Chapter 14: Design YouTube

What is a YouTube?

YouTube is a video-sharing platform that allows users to upload, view, and share videos.

Problem Clarification & Scope Definition

Clarification Questions

Question	Example Answer
What’s the primary focus?	Video upload and playback
Device types supported?	Web, mobile app, smart TVs
Are users global?	Yes, worldwide audience
Video duration or size limit?	1 GB max per upload
Use cloud providers?	Yes (AWS/GCP/Azure acceptable)

High-Level Requirements & Goals

Functional Requirements

Upload videos
Store and process video files
Stream videos efficiently to users
Serve multiple video qualities (e.g., 240p → 1080p)
Secure content access
Support recommendation and metadata search

Non-Functional Requirements

Highly scalable
Globally available
Fault-tolerant
Secure and cost-efficient
Smooth playback with adaptive streaming

Back-of-the-Envelope Estimation

Given assumptions:

Daily Active Users (DAU): 5 million
10% upload one 300 MB video per day
Average user watches 5 videos/day

Compute storage and bandwidth estimates

Uploads:

5M × 10% × 300 MB = 150 TB/day

CDN outgoing traffic (for playback):

5M × 5 × 300 MB = 7.5 PB/day

Storage cost (if 1 TB ≈ $20/month):

~$3,000/day for raw storage, excluding redundancy

CDN egress cost (~$0.02/GB):

150,000 × $0.02 = $150,000/day

⚡ Key insight: CDN cost dominates operational expenses — optimizing it is crucial for cost efficiency.

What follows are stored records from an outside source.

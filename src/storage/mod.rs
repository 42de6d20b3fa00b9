mod registry;

pub use registry::*;
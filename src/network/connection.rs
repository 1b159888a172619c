//! Connection Handler
//!
//! Handles individual client connections.

use std::io::{BufReader, BufWriter, ErrorKind};
use std::net::TcpStream;
use std::time::Duration;

use crate::error::{KvError, Result};
use crate::protocol::{encode_reply, read_request, write_response, Request, Response};
use crate::service::KvService;

/// Handles a single client connection
pub struct Connection {
    /// TCP stream reader (buffered for efficiency)
    reader: BufReader<TcpStream>,

    /// TCP stream writer (buffered for efficiency)
    writer: BufWriter<TcpStream>,

    /// Service that executes requests
    service: KvService,

    /// Peer address for logging
    peer_addr: String,
}

impl Connection {
    /// Create a new connection handler
    ///
    /// Sets up buffered I/O
    pub fn new(stream: TcpStream, service: KvService) -> Result<Self> {
        // Get peer address for logging before we split the stream
        let peer_addr = stream
            .peer_addr()
            .map(|a| a.to_string())
            .unwrap_or_else(|_| "unknown".to_string());

        // Disable Nagle's algorithm for low latency
        stream.set_nodelay(true)?;

        // Clone stream for separate read/write handles
        let read_stream = stream.try_clone()?;
        let write_stream = stream;

        Ok(Self {
            reader: BufReader::new(read_stream),
            writer: BufWriter::new(write_stream),
            service,
            peer_addr,
        })
    }

    /// Configure connection timeouts
    pub fn set_timeouts(&mut self, read_ms: u64, write_ms: u64) -> Result<()> {
        let read_stream = self.reader.get_ref();
        let write_stream = self.writer.get_ref();

        if read_ms > 0 {
            read_stream.set_read_timeout(Some(Duration::from_millis(read_ms)))?;
        }
        if write_ms > 0 {
            write_stream.set_write_timeout(Some(Duration::from_millis(write_ms)))?;
        }

        Ok(())
    }

    /// Handle the connection (blocking until closed)
    ///
    /// Reads requests in a loop and sends responses.
    /// Returns when the client disconnects or an error occurs.
    pub fn handle(&mut self) -> Result<()> {
        tracing::debug!("Connection established from {}", self.peer_addr);

        loop {
            let request = match read_request(&mut self.reader) {
                Ok(request) => request,
                Err(KvError::Io(ref e)) if is_disconnect(e.kind()) => {
                    tracing::debug!("Client {} disconnected ({:?})", self.peer_addr, e.kind());
                    return Ok(());
                }
                Err(KvError::Io(ref e))
                    if matches!(e.kind(), ErrorKind::WouldBlock | ErrorKind::TimedOut) =>
                {
                    // Windows reports TimedOut where Unix reports WouldBlock
                    tracing::debug!("Read timeout for client {}", self.peer_addr);
                    return Ok(());
                }
                Err(e @ KvError::InvalidArgument(_)) => {
                    // Whole frame consumed, the stream is still aligned
                    tracing::debug!("Rejected request from {}: {}", self.peer_addr, e);
                    if self.reply(Response::error(&e))? {
                        continue;
                    }
                    return Ok(());
                }
                Err(e) => {
                    tracing::warn!("Error reading from {}: {}", self.peer_addr, e);
                    // Send error response if possible
                    let _ = self.send_response(Response::error(&e));
                    return Err(e);
                }
            };

            tracing::trace!(
                "Received {:?} request from {}",
                request.method(),
                self.peer_addr
            );

            let response = self.execute_request(request);

            if !self.reply(response)? {
                return Ok(());
            }
        }
    }

    /// Execute a request and return a response
    fn execute_request(&self, request: Request) -> Response {
        match self.service.dispatch(request).and_then(|reply| encode_reply(&reply)) {
            Ok(response) => response,
            Err(e) => Response::error(&e),
        }
    }

    /// Send a response; returns `false` if the client went away first
    fn reply(&mut self, response: Response) -> Result<bool> {
        match self.send_response(response) {
            Ok(()) => Ok(true),
            Err(KvError::Io(ref e)) if is_disconnect(e.kind()) => {
                tracing::debug!(
                    "Client {} disconnected before response could be sent",
                    self.peer_addr
                );
                Ok(false)
            }
            Err(e) => {
                tracing::warn!("Error writing to {}: {}", self.peer_addr, e);
                Err(e)
            }
        }
    }

    /// Send a response to the client
    fn send_response(&mut self, response: Response) -> Result<()> {
        write_response(&mut self.writer, &response)
    }

    /// Get the peer address string
    pub fn peer_addr(&self) -> &str {
        &self.peer_addr
    }
}

fn is_disconnect(kind: ErrorKind) -> bool {
    matches!(
        kind,
        ErrorKind::UnexpectedEof
            | ErrorKind::ConnectionReset
            | ErrorKind::ConnectionAborted
            | ErrorKind::BrokenPipe
    )
}
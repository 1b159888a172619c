//! ShardKV Server Binary
//!
//! Starts the TCP server for ShardKV.

use clap::Parser;
use shardkv::network::Server;
use shardkv::Config;
use tracing_subscriber::{fmt, EnvFilter};

/// ShardKV Server
#[derive(Parser, Debug)]
#[command(name = "shardkv-server")]
#[command(about = "Sharded in-memory key-value store")]
#[command(version)]
struct Args {
    /// Listen address (host:port)
    #[arg(short, long, default_value = "127.0.0.1:50051")]
    listen: String,

    /// Number of engine shards
    #[arg(short, long, default_value = "16")]
    shards: usize,

    /// Maximum concurrent connections
    #[arg(short, long, default_value = "1024")]
    max_connections: usize,

    /// Maximum number of stored entries (unlimited if omitted)
    #[arg(long)]
    max_entries: Option<usize>,

    /// Maximum total bytes of keys and values (unlimited if omitted)
    #[arg(long)]
    max_bytes: Option<usize>,

    /// Idle read timeout per connection in milliseconds (0 = none)
    #[arg(long, default_value = "0")]
    read_timeout_ms: u64,
}

fn main() {
    // Initialize tracing/logging
    let filter = EnvFilter::try_from_default_env()
        .unwrap_or_else(|_| EnvFilter::new("info,shardkv=debug"));

    fmt()
        .with_env_filter(filter)
        .with_target(true)
        .with_thread_ids(true)
        .init();

    let args = Args::parse();

    tracing::info!("ShardKV Server v{}", shardkv::VERSION);
    tracing::info!("Listen address: {}", args.listen);
    tracing::info!("Shards: {}", args.shards);

    // Build config from args
    let config = Config::builder()
        .listen_addr(&args.listen)
        .shard_count(args.shards)
        .max_connections(args.max_connections)
        .max_entries(args.max_entries)
        .max_bytes(args.max_bytes)
        .read_timeout_ms(args.read_timeout_ms)
        .build();

    // Engine first, then the listener
    let server = match Server::open(config) {
        Ok(server) => server,
        Err(e) => {
            tracing::error!("Failed to start server: {}", e);
            std::process::exit(1);
        }
    };

    tracing::info!("Engine initialized, accepting connections on {}", server.local_addr());

    if let Err(e) = server.run() {
        tracing::error!("Server error: {}", e);
        std::process::exit(1);
    }

    tracing::info!("Server stopped");
}
//! Client
//!
//! Blocking TCP client for a ShardKV server.

use std::io::{BufReader, BufWriter};
use std::net::{TcpStream, ToSocketAddrs};
use std::time::Duration;

use crate::error::{KvError, Result};
use crate::protocol::{
    decode_reply, read_response, write_request, DeleteRequest, GetRequest, PutRequest, Reply,
    Request,
};

/// A connection to a ShardKV server
///
/// Requests are sent one at a time; each call waits for its response.
pub struct Client {
    reader: BufReader<TcpStream>,
    writer: BufWriter<TcpStream>,
}

impl Client {
    /// Connect to a server
    pub fn connect(addr: impl ToSocketAddrs) -> Result<Self> {
        let stream = TcpStream::connect(addr)?;
        Self::from_stream(stream)
    }

    /// Connect with a timeout applied to the connect and to every read/write
    pub fn connect_timeout(addr: impl ToSocketAddrs, timeout: Duration) -> Result<Self> {
        let mut last_error = None;
        for addr in addr.to_socket_addrs()? {
            match TcpStream::connect_timeout(&addr, timeout) {
                Ok(stream) => {
                    stream.set_read_timeout(Some(timeout))?;
                    stream.set_write_timeout(Some(timeout))?;
                    return Self::from_stream(stream);
                }
                Err(e) => last_error = Some(e),
            }
        }

        Err(match last_error {
            Some(e) => KvError::Io(e),
            None => KvError::Config("address resolved to nothing".to_string()),
        })
    }

    fn from_stream(stream: TcpStream) -> Result<Self> {
        stream.set_nodelay(true)?;
        let read_stream = stream.try_clone()?;
        Ok(Self {
            reader: BufReader::new(read_stream),
            writer: BufWriter::new(stream),
        })
    }

    /// Store a value; returns the server's `success` flag
    pub fn put(&mut self, key: &[u8], value: &[u8]) -> Result<bool> {
        let request = Request::Put(PutRequest {
            key: key.to_vec(),
            value: value.to_vec(),
        });
        match self.call(request)? {
            Reply::Put(response) => Ok(response.success),
            other => Err(unexpected(other)),
        }
    }

    /// Look up a value; `None` when the key is absent
    pub fn get(&mut self, key: &[u8]) -> Result<Option<Vec<u8>>> {
        let request = Request::Get(GetRequest { key: key.to_vec() });
        match self.call(request)? {
            Reply::Get(response) if response.found => Ok(Some(response.value)),
            Reply::Get(_) => Ok(None),
            other => Err(unexpected(other)),
        }
    }

    /// Remove a key; returns whether it was present
    pub fn delete(&mut self, key: &[u8]) -> Result<bool> {
        let request = Request::Delete(DeleteRequest { key: key.to_vec() });
        match self.call(request)? {
            Reply::Delete(response) => Ok(response.success),
            other => Err(unexpected(other)),
        }
    }

    /// Check that the server answers
    pub fn ping(&mut self) -> Result<()> {
        match self.call(Request::Ping)? {
            Reply::Pong => Ok(()),
            other => Err(unexpected(other)),
        }
    }

    /// Send any request and wait for its reply
    pub fn call(&mut self, request: Request) -> Result<Reply> {
        let method = request.method();
        write_request(&mut self.writer, &request)?;
        let response = read_response(&mut self.reader)?;
        decode_reply(method, &response)
    }
}

fn unexpected(reply: Reply) -> KvError {
    KvError::Protocol(format!("unexpected {:?} reply", reply.method()))
}
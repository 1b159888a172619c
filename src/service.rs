//! Service Module
//!
//! The RPC-facing layer: one handler per remote procedure.
//!
//! ## Responsibilities
//! - Validate requests before they reach the engine
//! - Call exactly one engine operation per request
//! - Translate engine results into response messages
//!
//! Keys travel as length-prefixed bytes, so a missing key and an empty key
//! look the same on the wire. Both are rejected as `InvalidArgument`.

use std::sync::Arc;

use crate::engine::Engine;
use crate::error::{KvError, Result};
use crate::protocol::{
    DeleteRequest, DeleteResponse, GetRequest, GetResponse, PutRequest, PutResponse, Reply,
    Request,
};

/// Key-value service backed by a shared engine
#[derive(Clone)]
pub struct KvService {
    engine: Arc<Engine>,
}

impl KvService {
    /// Create a service over an already-initialized engine
    pub fn new(engine: Arc<Engine>) -> Self {
        Self { engine }
    }

    /// Route a decoded request to its handler
    pub fn dispatch(&self, request: Request) -> Result<Reply> {
        match request {
            Request::Get(get) => self.get(get).map(Reply::Get),
            Request::Put(put) => self.put(put).map(Reply::Put),
            Request::Delete(delete) => self.delete(delete).map(Reply::Delete),
            Request::Ping => Ok(Reply::Pong),
        }
    }

    /// Put handler
    pub fn put(&self, request: PutRequest) -> Result<PutResponse> {
        validate_key(&request.key)?;

        tracing::trace!(
            key_len = request.key.len(),
            value_len = request.value.len(),
            "put"
        );

        if let Err(e) = self.engine.put(request.key, request.value) {
            tracing::debug!("Put rejected: {}", e);
            return Err(e);
        }

        Ok(PutResponse { success: true })
    }

    /// Get handler
    pub fn get(&self, request: GetRequest) -> Result<GetResponse> {
        validate_key(&request.key)?;

        let response = match self.engine.get(&request.key) {
            Some(value) => GetResponse { found: true, value },
            None => GetResponse {
                found: false,
                value: Vec::new(),
            },
        };

        tracing::trace!(key_len = request.key.len(), found = response.found, "get");
        Ok(response)
    }

    /// Delete handler
    pub fn delete(&self, request: DeleteRequest) -> Result<DeleteResponse> {
        validate_key(&request.key)?;

        let success = self.engine.delete(&request.key);

        tracing::trace!(key_len = request.key.len(), success, "delete");
        Ok(DeleteResponse { success })
    }

    /// Get the engine behind this service
    pub fn engine(&self) -> &Arc<Engine> {
        &self.engine
    }
}

fn validate_key(key: &[u8]) -> Result<()> {
    if key.is_empty() {
        return Err(KvError::InvalidArgument("missing key".to_string()));
    }
    Ok(())
}
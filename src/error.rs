//! Error types for ShardKV
//!
//! Provides a unified error type for all operations.

use thiserror::Error;

/// Result type alias using KvError
pub type Result<T> = std::result::Result<T, KvError>;

/// Unified error type for ShardKV operations
///
/// "Not found" and "not deleted" are not errors: they travel as boolean
/// fields in the responses. Everything here means the operation could not
/// be completed.
#[derive(Debug, Error)]
pub enum KvError {
    // -------------------------------------------------------------------------
    // I/O Errors
    // -------------------------------------------------------------------------
    #[error("IO error: {0}")]
    Io(#[from] std::io::Error),

    // -------------------------------------------------------------------------
    // Request Errors
    // -------------------------------------------------------------------------
    #[error("Invalid argument: {0}")]
    InvalidArgument(String),

    #[error("Resource exhausted: {0}")]
    ResourceExhausted(String),

    // -------------------------------------------------------------------------
    // Serialization Errors
    // -------------------------------------------------------------------------
    #[error("Serialization error: {0}")]
    Serialization(String),

    // -------------------------------------------------------------------------
    // Network Errors
    // -------------------------------------------------------------------------
    #[error("Protocol error: {0}")]
    Protocol(String),

    #[error("Remote error: {0}")]
    Remote(String),

    // -------------------------------------------------------------------------
    // Configuration Errors
    // -------------------------------------------------------------------------
    #[error("Configuration error: {0}")]
    Config(String),
}

impl KvError {
    /// True for errors caused by the request itself rather than the server
    pub fn is_invalid_argument(&self) -> bool {
        matches!(self, KvError::InvalidArgument(_))
    }

    /// True when the engine refused a write because a limit was reached
    pub fn is_resource_exhausted(&self) -> bool {
        matches!(self, KvError::ResourceExhausted(_))
    }
}
//! # ShardKV
//!
//! A concurrent in-memory key-value store with:
//! - Sharded reader/writer locking (no global lock)
//! - Opaque byte keys and values, preserved exactly
//! - Put / Get / Delete over a framed TCP protocol
//! - Optional entry and byte limits
//!
//! ## Architecture Overview
//!
//! ```text
//! ┌─────────────────────────────────────────────────────────────┐
//! │                      TCP Server                             │
//! │            (one thread per client connection)               │
//! └─────────────────────┬───────────────────────────────────────┘
//!                       │  Request / Response frames
//! ┌─────────────────────▼───────────────────────────────────────┐
//! │                    KvService                                │
//! │         (validation, one engine call per request)           │
//! └─────────────────────┬───────────────────────────────────────┘
//!                       │
//! ┌─────────────────────▼───────────────────────────────────────┐
//! │                      Engine                                 │
//! │   ┌─────────┐ ┌─────────┐ ┌─────────┐       ┌─────────┐     │
//! │   │ Shard 0 │ │ Shard 1 │ │ Shard 2 │  ...  │ Shard N │     │
//! │   │ (RwLock)│ │ (RwLock)│ │ (RwLock)│       │ (RwLock)│     │
//! │   └─────────┘ └─────────┘ └─────────┘       └─────────┘     │
//! └─────────────────────────────────────────────────────────────┘
//! ```

// =============================================================================
// Module Declarations
// =============================================================================

pub mod error;
pub mod config;

pub mod engine;
pub mod service;
pub mod protocol;
pub mod network;
pub mod client;
pub mod loadgen;

// =============================================================================
// Public API Re-exports
// =============================================================================

pub use error::{KvError, Result};
pub use config::{Config, EngineConfig};
pub use engine::Engine;
pub use service::KvService;
pub use client::Client;

// =============================================================================
// Version Info
// =============================================================================

/// Current version of ShardKV
pub const VERSION: &str = env!("CARGO_PKG_VERSION");
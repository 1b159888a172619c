//! Engine Module
//!
//! The in-memory storage engine.
//!
//! ## Responsibilities
//! - Map opaque byte keys to opaque byte values
//! - Handle concurrent read/write access without a global lock
//! - Enforce the optional entry and byte limits

mod shard;

use std::collections::hash_map::Entry;

use crossbeam::utils::CachePadded;
use parking_lot::Mutex;

use crate::config::EngineConfig;
use crate::error::{KvError, Result};

use shard::Shard;

/// The main storage engine
///
/// ## Concurrency Model: Sharded Reader/Writer Locks
///
/// - Keys are spread over `shard_count` partitions by a CRC32 of the key bytes
/// - Each shard owns a `HashMap` behind its own `RwLock`
///   - **Reads** (get): shared lock on one shard, many concurrent readers
///   - **Writes** (put/delete): exclusive lock on one shard only
/// - Operations on keys in different shards never wait on each other
///
/// Every operation touches exactly one shard and completes under that
/// shard's lock, so operations on the same key are linearizable.
///
/// Entry and byte counters live together behind one small mutex, taken
/// while the shard lock is held. A write is checked and charged in a single
/// step, so a rejected Put never shows up in the counters.
pub struct Engine {
    /// Independently locked partitions, padded to avoid false sharing
    shards: Box<[CachePadded<Shard>]>,

    /// Entries and bytes across all shards
    usage: Mutex<Usage>,

    max_entries: Option<usize>,
    max_bytes: Option<usize>,
}

impl Engine {
    /// Create an empty engine
    pub fn new(config: EngineConfig) -> Self {
        let shard_count = config.shard_count.max(1);
        let shards = (0..shard_count)
            .map(|_| CachePadded::new(Shard::new()))
            .collect::<Vec<_>>()
            .into_boxed_slice();

        tracing::debug!(
            shard_count,
            max_entries = ?config.max_entries,
            max_bytes = ?config.max_bytes,
            "Engine created"
        );

        Self {
            shards,
            usage: Mutex::new(Usage::default()),
            max_entries: config.max_entries,
            max_bytes: config.max_bytes,
        }
    }

    /// Get a value by key
    ///
    /// Returns `None` if the key is absent. Never mutates the store.
    pub fn get(&self, key: &[u8]) -> Option<Vec<u8>> {
        self.shard_for(key).read().get(key).cloned()
    }

    /// Put a key-value pair, overwriting any existing value
    ///
    /// Fails with `ResourceExhausted` if the write would exceed a configured
    /// limit; the store is left unchanged in that case.
    pub fn put(&self, key: impl Into<Vec<u8>>, value: impl Into<Vec<u8>>) -> Result<()> {
        let key = key.into();
        let value = value.into();
        let key_len = key.len();
        let new_size = key_len + value.len();

        let mut map = self.shard_for(&key).write();

        match map.entry(key) {
            Entry::Occupied(mut slot) => {
                let old_size = key_len + slot.get().len();
                self.charge(0, old_size, new_size)?;
                slot.insert(value);
            }
            Entry::Vacant(slot) => {
                self.charge(1, 0, new_size)?;
                slot.insert(value);
            }
        }

        Ok(())
    }

    /// Delete a key
    ///
    /// Returns `true` if the key was present and has been removed, `false`
    /// if it was absent (the store is unchanged).
    pub fn delete(&self, key: &[u8]) -> bool {
        let mut map = self.shard_for(key).write();

        match map.remove(key) {
            Some(value) => {
                let mut usage = self.usage.lock();
                usage.entries -= 1;
                usage.bytes -= key.len() + value.len();
                true
            }
            None => false,
        }
    }

    // =========================================================================
    // Resource Accounting
    // =========================================================================

    /// Check and apply one write's effect on the counters
    ///
    /// Called with the key's shard locked. Leaves the counters untouched on
    /// error.
    fn charge(&self, new_entries: usize, old_size: usize, new_size: usize) -> Result<()> {
        let mut usage = self.usage.lock();

        let entries = usage.entries + new_entries;
        if let Some(limit) = self.max_entries {
            if new_entries > 0 && entries > limit {
                return Err(KvError::ResourceExhausted(format!(
                    "entry limit reached ({} of {})",
                    usage.entries, limit
                )));
            }
        }

        let bytes = (usage.bytes - old_size).saturating_add(new_size);
        if let Some(limit) = self.max_bytes {
            if new_size > old_size && bytes > limit {
                return Err(KvError::ResourceExhausted(format!(
                    "byte limit reached ({} + {} > {})",
                    usage.bytes,
                    new_size - old_size,
                    limit
                )));
            }
        }

        *usage = Usage { entries, bytes };
        Ok(())
    }

    fn shard_for(&self, key: &[u8]) -> &Shard {
        let index = crc32fast::hash(key) as usize % self.shards.len();
        &self.shards[index]
    }

    // =========================================================================
    // Accessors (for testing and debugging)
    // =========================================================================

    /// Get the number of stored entries
    pub fn len(&self) -> usize {
        self.usage.lock().entries
    }

    /// Check whether the store holds no entries
    pub fn is_empty(&self) -> bool {
        self.len() == 0
    }

    /// Get the total bytes of stored keys and values
    pub fn size_bytes(&self) -> usize {
        self.usage.lock().bytes
    }

    /// Get the number of shards
    pub fn shard_count(&self) -> usize {
        self.shards.len()
    }

    /// Get the entry count of each shard, in shard order
    pub fn shard_lens(&self) -> Vec<usize> {
        self.shards.iter().map(|shard| shard.len()).collect()
    }
}

#[derive(Debug, Default, Clone, Copy)]
struct Usage {
    entries: usize,
    bytes: usize,
}

impl Default for Engine {
    fn default() -> Self {
        Self::new(EngineConfig::default())
    }
}
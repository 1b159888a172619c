//! Response definitions
//!
//! Represents response frames sent to clients.

use crate::error::KvError;

/// Response status codes
#[derive(Debug, Clone, Copy, PartialEq, Eq)]
#[repr(u8)]
pub enum Status {
    Ok = 0x00,
    InvalidArgument = 0x01,
    ResourceExhausted = 0x02,
    Internal = 0x03,
}

impl Status {
    /// Map an error to the status a client will see
    pub fn from_error(error: &KvError) -> Self {
        match error {
            KvError::InvalidArgument(_) => Status::InvalidArgument,
            KvError::ResourceExhausted(_) => Status::ResourceExhausted,
            _ => Status::Internal,
        }
    }
}

impl TryFrom<u8> for Status {
    type Error = u8;

    fn try_from(byte: u8) -> Result<Self, Self::Error> {
        match byte {
            0x00 => Ok(Status::Ok),
            0x01 => Ok(Status::InvalidArgument),
            0x02 => Ok(Status::ResourceExhausted),
            0x03 => Ok(Status::Internal),
            other => Err(other),
        }
    }
}

/// A response frame
#[derive(Debug, Clone, PartialEq, Eq)]
pub struct Response {
    /// Status code
    pub status: Status,

    /// Encoded reply message for OK, UTF-8 error message otherwise
    pub payload: Vec<u8>,
}

impl Response {
    /// Create an OK response carrying an encoded reply
    pub fn ok(payload: Vec<u8>) -> Self {
        Self {
            status: Status::Ok,
            payload,
        }
    }

    /// Create an error response from an error
    pub fn error(error: &KvError) -> Self {
        // The status already names the kind, so only send the detail
        let message = match error {
            KvError::InvalidArgument(detail) | KvError::ResourceExhausted(detail) => {
                detail.clone()
            }
            other => other.to_string(),
        };

        Self {
            status: Status::from_error(error),
            payload: message.into_bytes(),
        }
    }

    /// Turn a non-OK response back into the error it reports
    ///
    /// Returns `None` for OK responses.
    pub fn to_error(&self) -> Option<KvError> {
        let message = String::from_utf8_lossy(&self.payload).into_owned();
        match self.status {
            Status::Ok => None,
            Status::InvalidArgument => Some(KvError::InvalidArgument(message)),
            Status::ResourceExhausted => Some(KvError::ResourceExhausted(message)),
            Status::Internal => Some(KvError::Remote(message)),
        }
    }
}
//! Message definitions
//!
//! Requests from clients and the replies the service produces for them.
//! Keys and values are raw bytes end to end.

use serde::{Deserialize, Serialize};

/// Method identifiers carried in the request frame header
#[derive(Debug, Clone, Copy, PartialEq, Eq)]
#[repr(u8)]
pub enum Method {
    Get = 0x01,
    Put = 0x02,
    Delete = 0x03,
    Ping = 0x04,
}

impl TryFrom<u8> for Method {
    type Error = u8;

    fn try_from(byte: u8) -> Result<Self, Self::Error> {
        match byte {
            0x01 => Ok(Method::Get),
            0x02 => Ok(Method::Put),
            0x03 => Ok(Method::Delete),
            0x04 => Ok(Method::Ping),
            other => Err(other),
        }
    }
}

#[derive(Debug, Clone, PartialEq, Eq, Serialize, Deserialize)]
pub struct PutRequest {
    pub key: Vec<u8>,
    pub value: Vec<u8>,
}

#[derive(Debug, Clone, PartialEq, Eq, Serialize, Deserialize)]
pub struct PutResponse {
    pub success: bool,
}

#[derive(Debug, Clone, PartialEq, Eq, Serialize, Deserialize)]
pub struct GetRequest {
    pub key: Vec<u8>,
}

/// `value` is only meaningful when `found` is true
#[derive(Debug, Clone, PartialEq, Eq, Serialize, Deserialize)]
pub struct GetResponse {
    pub found: bool,
    pub value: Vec<u8>,
}

#[derive(Debug, Clone, PartialEq, Eq, Serialize, Deserialize)]
pub struct DeleteRequest {
    pub key: Vec<u8>,
}

#[derive(Debug, Clone, PartialEq, Eq, Serialize, Deserialize)]
pub struct DeleteResponse {
    pub success: bool,
}

/// A decoded request
#[derive(Debug, Clone, PartialEq, Eq)]
pub enum Request {
    /// Get a value by key
    Get(GetRequest),

    /// Put a key-value pair
    Put(PutRequest),

    /// Delete a key
    Delete(DeleteRequest),

    /// Ping (readiness check)
    Ping,
}

impl Request {
    /// Get the method of this request
    pub fn method(&self) -> Method {
        match self {
            Request::Get(_) => Method::Get,
            Request::Put(_) => Method::Put,
            Request::Delete(_) => Method::Delete,
            Request::Ping => Method::Ping,
        }
    }
}

/// The successful outcome of a request
#[derive(Debug, Clone, PartialEq, Eq)]
pub enum Reply {
    Get(GetResponse),
    Put(PutResponse),
    Delete(DeleteResponse),
    Pong,
}

impl Reply {
    /// Get the method this reply answers
    pub fn method(&self) -> Method {
        match self {
            Reply::Get(_) => Method::Get,
            Reply::Put(_) => Method::Put,
            Reply::Delete(_) => Method::Delete,
            Reply::Pong => Method::Ping,
        }
    }
}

High-Level System Architecture

Core Components Overview

Client (Web/Mobile) — Video upload & playback interface
API Gateway / Load Balancer — Routes requests to backend microservices
Application Servers — Handle metadata, authentication, user requests
Metadata Database + Cache — Store video metadata (title, description, owner, tags, duration)
Object Storage (Blob Storage) — Store raw and processed videos (e.g., AWS S3, Google Cloud Storage)
Transcoding Service — Converts raw uploads into multiple formats/resolutions
CDN (Content Delivery Network) — Cache videos near end-users
Message Queues — Orchestrate asynchronous operations (upload → transcode → CDN sync)

Video Upload

Step-by-Step Flow

User uploads a video via pre-signed URL → stored temporarily in Raw Storage
Upload metadata (title, size, etc.) sent to API Server
Upload event triggers a message in the transcoding queue
Transcoding Service fetches the original file → generates multiple resolutions
Processed videos stored in Transcoded Storage
CDN caches the newest version
Completion handler updates video status in Metadata DB

Core Components

Component	Purpose
Upload Service	Handles pre-signed URLs, access control
Message Queue (Kafka/SQS)	Connects upload → transcoding asynchronously
Transcoding Worker Pool	Dynamically scalable workers (using Kubernetes or AWS Batch)
Completion Handler	Metadata update; triggers email/notification

💡 Interview Expansion:

How do you ensure video integrity during upload?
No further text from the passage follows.